Heat Stroke in Dogs

Many dogs enjoy spending time outdoors and it doesn’t matter what the weather is like outside, if you open the door, they are going to head outside. There are times, however, when you need to be especially cautious of the health of your dog, and that is particularly true when it is hot outside. It doesn’t take long for dogs to be overcome by the heat and it could result in a very serious problem, known as hyperthermia or more commonly known as a heat stroke.

The dog’s body has certain ways of keeping the temperature within a safe range. They are lacking the ability to sweat, however, which is why humans are able to handle the heat in most cases. That is why a dog can get overheated quite quickly and it doesn’t take long before the temperature of their body reaches a point where it becomes critical.

When a dog has a moderate heat stroke, their internal body temperature may be anywhere from 104° to 106°F. This is a serious issue but if they are cared for properly and given veterinary attention, they will likely recover from a moderate heat stroke within an hour or so. The normal body temperature of the dog is approximately 101°F so if it reaches over 106°F, it becomes a severe heat stroke. If your dog is suffering from such a severe heat stroke, it is important to get attention quickly because it can be fatal.

It is a good idea to know the signs of heatstroke and to watch for them in your dog. One of the first signs that you will notice is that the dog will be panting rapidly, which is how they cool their body. Pay attention to the color of their tongues and gums, as they will likely be a bright red. Their saliva may also be thicker than usual. Other symptoms include weakness and dizziness, diarrhea or vomiting, depression, shock and in extreme cases, coma.

If you recognize the symptoms in your dog, remove them from the hot area without delay. Begin lowering his body temperature at home by running a towel under cool water and wetting the dog down. If you have a small dog, it is better to use lukewarm water and to blow air over the dog with a fan. Be cautious about lowering the temperature of the dog too quickly because it could lead to shock and other severe medical conditions. At that point, you should stop cooling your dog and immediately get them to a veterinarian.
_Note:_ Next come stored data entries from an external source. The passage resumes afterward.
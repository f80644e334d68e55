// License: MIT
// Copyright © 2025 Energy Flow Routes contributors

//! Aggregate flow routes, the presentation-layer output of the engine, and
//! the keyed store that keeps them stable across refreshes.

use std::collections::BTreeMap;

/// Icon attached to generation routes.
pub const SOLAR_POWER_ICON: &str = "mdi:solar-power";

/// One node or edge of the flow diagram: a statistic id and its net
/// accumulated magnitude over the observed window, in kWh.
#[derive(Clone, Debug, PartialEq)]
pub struct ElecRoute {
    /// The statistic id this route aggregates.
    pub id: String,
    /// Optional display label.
    pub text: Option<String>,
    /// Optional icon identifier.
    pub icon: Option<&'static str>,
    /// Net accumulated magnitude over the observed window.
    pub rate: f64,
}

/// Aggregated source attribution of one consumer, summed over all of its
/// allocation buckets.
#[derive(Clone, Copy, Debug, Default, PartialEq)]
pub struct ConsumerMix {
    /// Energy attributed to grid import.
    pub rate_grid: f64,
    /// Energy attributed to generation.
    pub rate_generation: f64,
    /// Energy attributed to battery discharge.
    pub rate_battery: f64,
}

/// A consumer route: an [`ElecRoute`] plus its optional source attribution.
///
/// The mix is absent when no allocation could be computed for the consumer,
/// for example when fewer than two source categories are declared.
#[derive(Clone, Debug, PartialEq)]
pub struct ConsumerRoute {
    /// The statistic id of the consumption meter.
    pub id: String,
    /// Optional display label.
    pub text: Option<String>,
    /// Optional icon identifier.
    pub icon: Option<&'static str>,
    /// Net accumulated consumption over the observed window.
    pub rate: f64,
    /// Source attribution, when available.
    pub mix: Option<ConsumerMix>,
}

/// A pair of directional routes for one battery.
#[derive(Clone, Debug, PartialEq)]
pub struct ElecRoutePair {
    /// Discharge into the system.
    pub route_in: ElecRoute,
    /// Charge taken out of the system.
    pub route_out: ElecRoute,
}

/// An ordered keyed store of routes, keyed by statistic id.
///
/// The diagram renders routes keyed by id, so entries must keep their
/// identity across refreshes: [`upsert`][RouteStore::upsert] mutates existing
/// entries in place and never discards or reorders entries whose source data
/// is temporarily absent.
#[derive(Clone, Debug, PartialEq)]
pub struct RouteStore<R> {
    entries: BTreeMap<String, R>,
}

impl<R> Default for RouteStore<R> {
    fn default() -> Self {
        Self {
            entries: BTreeMap::new(),
        }
    }
}

impl<R> RouteStore<R> {
    /// Creates an empty store.
    pub fn new() -> Self {
        Self::default()
    }

    /// Updates the entry with the given id in place, or inserts a fresh one
    /// if the id is new.
    pub fn upsert(&mut self, id: &str, insert: impl FnOnce() -> R, update: impl FnOnce(&mut R)) {
        match self.entries.get_mut(id) {
            Some(route) => update(route),
            None => {
                self.entries.insert(id.to_owned(), insert());
            }
        }
    }

    /// Returns the entry with the given id, if it exists.
    pub fn get(&self, id: &str) -> Option<&R> {
        self.entries.get(id)
    }

    /// Returns an iterator over the entries, ordered by id.
    pub fn iter(&self) -> impl Iterator<Item = (&str, &R)> {
        self.entries.iter().map(|(id, route)| (id.as_str(), route))
    }

    /// Returns the number of entries.
    pub fn len(&self) -> usize {
        self.entries.len()
    }

    /// Returns true if the store holds no entries.
    pub fn is_empty(&self) -> bool {
        self.entries.is_empty()
    }
}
The veterinarian will monitor the dog’s temperature and continue to reduce it to a safe level. They will be provided with fluids to help hydrate the body and will be monitored for health issues, including kidney failure, respiratory problems, shock and issues with their heart. Most dogs will be able to recover from a heatstroke with the care of a veterinarian but if internal damage has occurred, additional care may be necessary.